Collected data

◇ ◇ ◇

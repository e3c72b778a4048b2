//! Headless animated selector indicator.
//!
//! The bar measures a variable number of options, keeps a pill aligned with
//! the active one and diverts activations of overriding options into an
//! external action. Nothing in here knows about terminals; the host supplies
//! geometry, frame ticks and the current selection.

mod bar;
mod geometry;
mod motion;
mod option_row;
pub mod spring;

pub use bar::{IndicatorState, SelectorBar};
pub use geometry::GeometryCache;
pub use motion::{MotionController, MotionState};
pub use option_row::OptionRow;
use serde::{Deserialize, Serialize};
pub use spring::SpringConfig;

/// Horizontal footprint of an option in the bar's local coordinate space.
#[derive(Debug, Clone, Copy, PartialEq, Default, Serialize, Deserialize)]
pub struct Geometry {
    pub offset: f64,
    pub width: f64,
}

impl Geometry {
    #[must_use]
    pub const fn new(offset: f64, width: f64) -> Self {
        Self { offset, width }
    }
}

/// One selectable entry of the bar.
///
/// Identity is `identifier`; `index` is only the position on the current
/// render and changes when the list is reordered.
#[derive(Debug, Clone, PartialEq, Eq)]
pub struct SelectorOption {
    pub index: usize,
    pub identifier: String,
    pub overrides_selection: bool,
    /// Display text. Opaque to the bar.
    pub label: String,
    /// Optional icon shown before the label. Opaque to the bar.
    pub glyph: Option<String>,
}

impl SelectorOption {
    pub fn new(identifier: impl Into<String>) -> Self {
        let identifier = identifier.into();
        Self {
            index: 0,
            label: identifier.clone(),
            identifier,
            overrides_selection: false,
            glyph: None,
        }
    }

    #[must_use]
    pub fn with_label(mut self, label: impl Into<String>) -> Self {
        self.label = label.into();
        self
    }

    #[must_use]
    pub fn with_glyph(mut self, glyph: impl Into<String>) -> Self {
        self.glyph = Some(glyph.into());
        self
    }

    #[must_use]
    pub const fn overriding(mut self) -> Self {
        self.overrides_selection = true;
        self
    }
}

/// Requests the bar emits towards the hosting application.
#[derive(Debug, Clone, PartialEq, Eq, Serialize)]
#[serde(tag = "kind", rename_all = "snake_case")]
pub enum BarEvent {
    /// A regular option was activated; the selection owner should switch to it.
    SelectionChangeRequested { identifier: String },
    /// An overriding option was activated; the host decides what it triggers.
    OverrideRequested { identifier: String },
}

impl BarEvent {
    #[must_use]
    pub fn identifier(&self) -> &str {
        match self {
            Self::SelectionChangeRequested { identifier }
            | Self::OverrideRequested { identifier } => identifier,
        }
    }
}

◇ ◇ ◇

* [About this task]:
Keep only those lines of the records that hold "index", and return them.

* [Written answer]:
/// Identity is `identifier`; `index` is only the position on the current
    pub index: usize,
            index: 0,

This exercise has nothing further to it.